Saintfiet walked out of Namibia with an unblemished character and his journey took him to erstwhile head of state Robert Mugabe’s Zimbabwe. Tale of his spell in Harare did not make for a happy ending. The 45-year-old got refused working permit twice by the immigration department. The Zimbabwe FA’s move to appeal the verdict fell on deaf ears. Unfazed at first, Tom still took the job coaching the players from his base in Namibia before moving into Harare. Then events took a turn for the worst and his stay there cut short amid brewing anger over a foreigner working in black country without permit.

A newspaper’s story about the Belgian’s imminent deportation prompted the gaffer into a quick dash as he escaped to the border while still in his Zimbabwe training gears.

Ethiopia, Malawi  and domestic club Free State Stars are all part of teams he’d coached but real-time achievement greeted him in 2017 when he shepherd Togo to the Africa Cup of Nations, his first time to qualify a team to the tournament after eleven years in the continent.

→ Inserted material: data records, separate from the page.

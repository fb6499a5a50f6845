//! # Configuration Management Module
//!
//! Questo modulo gestisce tutta la configurazione dell'applicazione.
//!
//! ## Responsabilità:
//! - Definisce la struct `Config` con opzioni di ottimizzazione e parametri runtime
//! - Fornisce validazione dei parametri di input
//! - Supporta caricamento/salvataggio configurazione da/verso file JSON
//! - Fornisce valori di default sensati per tutti i parametri
//!
//! ## Parametri di configurazione:
//! - `options`: Option model (preset + switch), default: preset `basic`
//! - `svgo_path`: Path esplicito del binario svgo (default: None = auto-detect)
//! - `pacing_delay_ms`: Ritardo prima di ogni run (default: 300, 0 = disabilitato)
//! - `engine_timeout_secs`: Timeout per singola chiamata all'engine (default: 30)
//! - `workers`: Numero di file processati in parallelo (default: 4)
//! - `output_path`: Directory di output (default: None = accanto al sorgente)
//! - `dry_run`: Non scrive nessun file (default: false)
//! - `json_output`: Output JSON line-delimited (default: false)
//!
//! ## Esempio:
//! ```rust,ignore
//! let config = Config {
//!     workers: 8,
//!     pacing_delay_ms: 0,
//!     ..Default::default()
//! };
//! config.validate()?;
//! ```

use crate::options::OptionModel;
use anyhow::Result;
use serde::{Deserialize, Serialize};
use std::path::{Path, PathBuf};
use std::time::Duration;

/// Configuration for SVG optimization
#[derive(Debug, Clone, Serialize, Deserialize)]
#[serde(default)]
pub struct Config {
    /// Preset and switches used for the full tier
    pub options: OptionModel,
    /// Explicit svgo binary (None = auto-detect)
    pub svgo_path: Option<PathBuf>,
    /// Delay before each optimization run, in milliseconds
    pub pacing_delay_ms: u64,
    /// Upper bound for a single engine call, in seconds
    pub engine_timeout_secs: u64,
    /// Number of files optimized concurrently
    pub workers: usize,
    /// Output directory for optimized files (None = next to the source)
    pub output_path: Option<PathBuf>,
    /// Dry run - don't write any file
    pub dry_run: bool,
    /// Output progress and results as JSON for programmatic use
    pub json_output: bool,
}

impl Default for Config {
    fn default() -> Self {
        Self {
            options: OptionModel::default(),
            svgo_path: None,
            pacing_delay_ms: 300,
            engine_timeout_secs: 30,
            workers: 4,
            output_path: None,
            dry_run: false,
            json_output: false,
        }
    }
}

impl Config {
    /// Validate configuration parameters
    pub fn validate(&self) -> Result<()> {
        if self.workers == 0 {
            return Err(anyhow::anyhow!("Number of workers must be greater than 0"));
        }

        if self.engine_timeout_secs == 0 {
            return Err(anyhow::anyhow!("Engine timeout must be greater than 0 seconds"));
        }

        if self.pacing_delay_ms > 10_000 {
            return Err(anyhow::anyhow!("Pacing delay must be at most 10000 ms"));
        }

        if let Some(ref svgo_path) = self.svgo_path {
            if !svgo_path.is_file() {
                return Err(anyhow::anyhow!("svgo binary does not exist: {}", svgo_path.display()));
            }
        }

        if let Some(ref output_path) = self.output_path {
            if output_path.exists() && !output_path.is_dir() {
                return Err(anyhow::anyhow!("Output path is not a directory: {}", output_path.display()));
            }
        }

        Ok(())
    }

    pub fn pacing_delay(&self) -> Duration {
        Duration::from_millis(self.pacing_delay_ms)
    }

    pub fn engine_timeout(&self) -> Duration {
        Duration::from_secs(self.engine_timeout_secs)
    }

    /// `~/.svg-optimizer/config.json`
    pub fn default_path() -> Option<PathBuf> {
        dirs::home_dir().map(|home| home.join(".svg-optimizer").join("config.json"))
    }

    /// Load configuration from file
    pub async fn from_file(path: &Path) -> Result<Self> {
        if !path.exists() {
            return Ok(Self::default());
        }

        let content = tokio::fs::read_to_string(path).await?;
        let mut config: Config = serde_json::from_str(&content)?;
        // missing switches were filled from the basic table
        config.options = config.options.normalized();
        config.validate()?;
        Ok(config)
    }

    /// Save configuration to file
    pub async fn save_to_file(&self, path: &Path) -> Result<()> {
        if let Some(parent) = path.parent() {
            tokio::fs::create_dir_all(parent).await?;
        }
        let content = serde_json::to_string_pretty(self)?;
        tokio::fs::write(path, content).await?;
        Ok(())
    }
}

Majority of the national teams he’d handled in Africa ended in a separation citing short-term projects or lack of funding.

With 4-2-3-1 his preferred formation, the Uefa Pro License coach holder’s biggest career defeat was Bangladesh’s 5-0 humiliation to Maldives in 2016 during the Asian qualifiers. Sainfiet blamed his outfit’s lack of strikers for the loss.

Of worry, if any, to the GFF would be his record of just 11 wins, 11 draws and 25 defeats in 47 games with a combined 44 points since 2005, according to statistics monitored about the coach.

With Gambia, Tom has nine months to work magic on a Scorpions team that has already lost its first game against Benin with Algeria and Togo yet to visit Banjul. GFF’s communiqué didn’t clearly state out Tom’s project with the national team but he’s expected to lead them throughout the qualifiers for the 2019 Cameroon Nations Cup.

He is set to be unveiled to the media this week.

Adebayor is the biggest player the globetrotting manager has ever managed.